AIM OF THE EXERCISE: Where the line containing "fail: a miss, a" appears, end your copy; everything from the first line of the records below up to and including it must be reproduced exactly.

- Opening Delimiter -

//! Language resolution and translation lookup.
//!
//! The resolver owns the swappable [`Dictionary`] and answers every
//! translation request made by the renderer. Lookups never fail: a miss, a
//! falsy value, or a value of the wrong shape yields the caller's fallback.

use crate::context::LanguageContext;
use crate::dictionary::{merge_shallow, Dictionary};
use crate::language::{Language, LanguageOption};
use arc_swap::ArcSwap;
use folio_common::DocumentSource;
use serde::{de::DeserializeOwned, Serialize};
use serde_json::Value;
use std::sync::Arc;
use tracing::{debug, info, instrument, trace, warn};

/// Translation seam used by the renderer.
pub trait Translate: Send + Sync {
    /// Current language.
    fn language(&self) -> Language;

    /// Resolves `key_path` against the dictionary, returning `fallback` on a
    /// miss or when the current language is primary.
    fn translate(&self, key_path: &str, fallback: Value) -> Value;
}

/// Typed helpers over any [`Translate`] implementation.
pub trait TranslateExt: Translate {
    /// Translates a text value. Non-string scalars are rendered as JSON.
    fn translate_text(&self, key_path: &str, fallback: &str) -> String {
        if self.language().is_primary() {
            return fallback.to_string();
        }
        match self.translate(key_path, Value::String(fallback.to_string())) {
            Value::String(text) => text,
            other => other.to_string(),
        }
    }

    /// Translates a compound value, merging the dictionary entry over the
    /// serialized fallback. A result that does not deserialize back into `T`
    /// yields the fallback.
    fn translate_as<T>(&self, key_path: &str, fallback: &T) -> T
    where
        T: Serialize + DeserializeOwned + Clone,
    {
        if self.language().is_primary() {
            return fallback.clone();
        }
        let Ok(original) = serde_json::to_value(fallback) else {
            return fallback.clone();
        };
        serde_json::from_value(self.translate(key_path, original)).unwrap_or_else(|e| {
            debug!(key_path, error = %e, "translated value has the wrong shape");
            fallback.clone()
        })
    }
}

impl<T: Translate + ?Sized> TranslateExt for T {}

/// Resolves the current language and translates against the loaded
/// dictionary.
pub struct LanguageResolver {
    context: Arc<LanguageContext>,
    dictionary: ArcSwap<Dictionary>,
    source: Arc<dyn DocumentSource>,
    translations_path: String,
}

impl std::fmt::Debug for LanguageResolver {
    fn fmt(&self, f: &mut std::fmt::Formatter<'_>) -> std::fmt::Result {
        f.debug_struct("LanguageResolver")
            .field("context", &self.context)
            .field("source", &self.source.describe())
            .field("translations_path", &self.translations_path)
            .finish_non_exhaustive()
    }
}

impl LanguageResolver {
    /// Creates a resolver with an empty dictionary.
    pub fn new(
        context: Arc<LanguageContext>,
        source: Arc<dyn DocumentSource>,
        translations_path: impl Into<String>,
    ) -> Self {
        Self {
            context,
            dictionary: ArcSwap::from_pointee(Dictionary::empty()),
            source,
            translations_path: translations_path.into(),
        }
    }

    /// Current language.
    #[must_use]
    pub fn get_current(&self) -> Language {
        self.context.current()
    }

    /// Sets and persists the current language.
    pub fn set(&self, language: Language) {
        debug!(language = self.context.pair().code(language), "setting language");
        self.context.set_current(language);
    }

    /// Switches to the other language and returns it.
    pub fn toggle(&self) -> Language {
        let next = self.get_current().toggled();
        self.set(next);
        info!(language = self.context.pair().code(next), "language toggled");
        next
    }

    /// Fetches the translation document and installs the secondary
    /// language's subtree.
    ///
    /// Failures are logged and leave the previous dictionary in place.
    /// Returns whether a dictionary was installed.
    #[instrument(skip(self), fields(path = %self.translations_path))]
    pub async fn load_dictionary(&self) -> bool {
        let document = match self.source.fetch(&self.translations_path).await {
            Ok(document) => document,
            Err(e) => {
                warn!(
                    source = %self.source.describe(),
                    error = %e,
                    "failed to load translations"
                );
                return false;
            }
        };

        let tag = &self.context.pair().secondary.code;
        let dictionary = Dictionary::from_document(document, tag).unwrap_or_else(|| {
            warn!(language = %tag, "translation document has no entry for language");
            Dictionary::empty()
        });
        self.install(dictionary);
        true
    }

    /// Replaces the dictionary atomically.
    pub fn install(&self, dictionary: Dictionary) {
        self.dictionary.store(Arc::new(dictionary));
    }

    /// Snapshot of the current dictionary.
    #[must_use]
    pub fn dictionary(&self) -> Arc<Dictionary> {
        self.dictionary.load_full()
    }

    /// Label and flag for the language toggle control.
    #[must_use]
    pub fn toggle_label(&self) -> LanguageOption {
        self.context.current_option().clone()
    }

    /// The shared language context.
    #[must_use]
    pub const fn context(&self) -> &Arc<LanguageContext> {
        &self.context
    }
}

impl Translate for LanguageResolver {
    fn language(&self) -> Language {
        self.get_current()
    }

    fn translate(&self, key_path: &str, fallback: Value) -> Value {
        if self.get_current().is_primary() {
            return fallback;
        }
        let dictionary = self.dictionary.load();
        let Some(found) = dictionary.lookup(key_path) else {
            trace!(key_path, "translation miss");
            return fallback;
        };
        resolve(found, fallback)
    }
}

/// Combines a dictionary hit with the caller's fallback.
fn resolve(found: &Value, fallback: Value) -> Value {
    match (found, fallback) {
        (Value::Object(overlay), Value::Object(base)) => {
            Value::Object(merge_shallow(&base, overlay))
        }
        (Value::Object(_) | Value::Array(_), Value::Null) => found.clone(),
        (Value::Object(_) | Value::Array(_), fallback) => fallback,
        (scalar, _) => scalar.clone(),
    }
}
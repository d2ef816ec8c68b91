//! Runtime validation of a loaded configuration.

use crate::schema::Config;
use folio_common::{FolioError, Result};

/// Longest accepted per-item animation stagger, in milliseconds.
pub const MAX_STAGGER_MS: u64 = 10_000;

/// Configuration validator.
pub struct ConfigValidator;

impl ConfigValidator {
    /// Validates a configuration, reporting the first offending field.
    pub fn validate(config: &Config) -> Result<()> {
        let language = &config.language;
        if language.primary.code.trim().is_empty() {
            return Err(FolioError::validation_field(
                "Primary language code cannot be empty",
                "language.primary.code",
            ));
        }
        if language.secondary.code.trim().is_empty() {
            return Err(FolioError::validation_field(
                "Secondary language code cannot be empty",
                "language.secondary.code",
            ));
        }
        if language.primary.code == language.secondary.code {
            return Err(FolioError::validation_field(
                "Primary and secondary languages must differ",
                "language.secondary.code",
            ));
        }
        if language.storage_key.trim().is_empty() {
            return Err(FolioError::validation_field(
                "Storage key cannot be empty",
                "language.storage_key",
            ));
        }

        let sources = &config.sources;
        if sources.base.trim().is_empty() {
            return Err(FolioError::validation_field(
                "Source base cannot be empty",
                "sources.base",
            ));
        }
        if sources.documents.is_empty() {
            return Err(FolioError::validation_field(
                "At least one content document must be configured",
                "sources.documents",
            ));
        }
        if let Some((key, _)) = sources
            .documents
            .iter()
            .find(|(key, path)| key.trim().is_empty() || path.trim().is_empty())
        {
            return Err(FolioError::validation_field(
                format!("Document '{key}' needs a non-empty key and path"),
                "sources.documents",
            ));
        }
        if sources.translations.trim().is_empty() {
            return Err(FolioError::validation_field(
                "Translation path cannot be empty",
                "sources.translations",
            ));
        }
        if !(1..=300).contains(&sources.request_timeout_seconds) {
            return Err(FolioError::validation_field(
                "Timeout must be between 1 and 300 seconds",
                "sources.request_timeout_seconds",
            ));
        }

        if config.render.animation.stagger_ms > MAX_STAGGER_MS {
            return Err(FolioError::validation_field(
                format!("Stagger cannot exceed {MAX_STAGGER_MS} ms"),
                "render.animation.stagger_ms",
            ));
        }

        Ok(())
    }
}
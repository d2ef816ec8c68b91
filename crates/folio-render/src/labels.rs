//! Primary-language labels for text the documents do not carry.
//!
//! Each constant is the fallback passed to the translator; the key it is
//! looked up under sits next to it at the call site.

#![allow(missing_docs)]

// Navigation
pub const NAV_HOME: &str = "Trang chủ";
pub const NAV_ABOUT: &str = "Giới thiệu";
pub const NAV_PROJECTS: &str = "Dự án";
pub const NAV_SKILLS: &str = "Kỹ năng";
pub const NAV_CONTACT: &str = "Liên hệ";

// Section titles
pub const SKILLS_TITLE: &str = "Kỹ năng kỹ thuật";
pub const PROJECTS_TITLE: &str = "Dự án nổi bật";

// Project modal
pub const MODAL_DESCRIPTION: &str = "Mô tả dự án";
pub const MODAL_STATUS: &str = "Trạng thái";
pub const MODAL_ROLE: &str = "Vai trò";
pub const MODAL_TECHNOLOGIES: &str = "Công nghệ sử dụng";
pub const MODAL_FEATURES: &str = "Tính năng chính";
pub const MODAL_ACHIEVEMENTS: &str = "Thành quả đạt được";
pub const MODAL_SKILLS: &str = "Kỹ năng áp dụng";
pub const MODAL_GITHUB: &str = "GitHub Code";
pub const MODAL_DEMO: &str = "Live Demo";

// Project card buttons
pub const CARD_CODE: &str = "Code";
pub const CARD_DEMO: &str = "Demo";

// Contact methods
pub const CONTACT_EMAIL: &str = "Email";
pub const CONTACT_LINKEDIN: &str = "LinkedIn";
pub const CONTACT_GITHUB: &str = "GitHub";
pub const CONTACT_PHONE: &str = "Số điện thoại";
pub const CONTACT_ZALO: &str = "Zalo";
pub const CONTACT_FACEBOOK: &str = "Facebook";

// Shown when a profile URL has no usable last segment
pub const LINKEDIN_PROFILE: &str = "LinkedIn Profile";
pub const GITHUB_PROFILE: &str = "GitHub Profile";
pub const FACEBOOK_PROFILE: &str = "Facebook Profile";
pub const ZALO_CHAT: &str = "Zalo Chat";

/// Positional dictionary keys for skill categories without an `id`.
pub const SKILL_CATEGORY_KEYS: [&str; 3] = ["gameDevelopment", "toolsTechnologies", "softSkills"];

- Closing Delimiter -

SOLVED PROBLEM:
//! Language resolution and translation lookup.
//!
//! The resolver owns the swappable [`Dictionary`] and answers every
//! translation request made by the renderer. Lookups never fail: a miss, a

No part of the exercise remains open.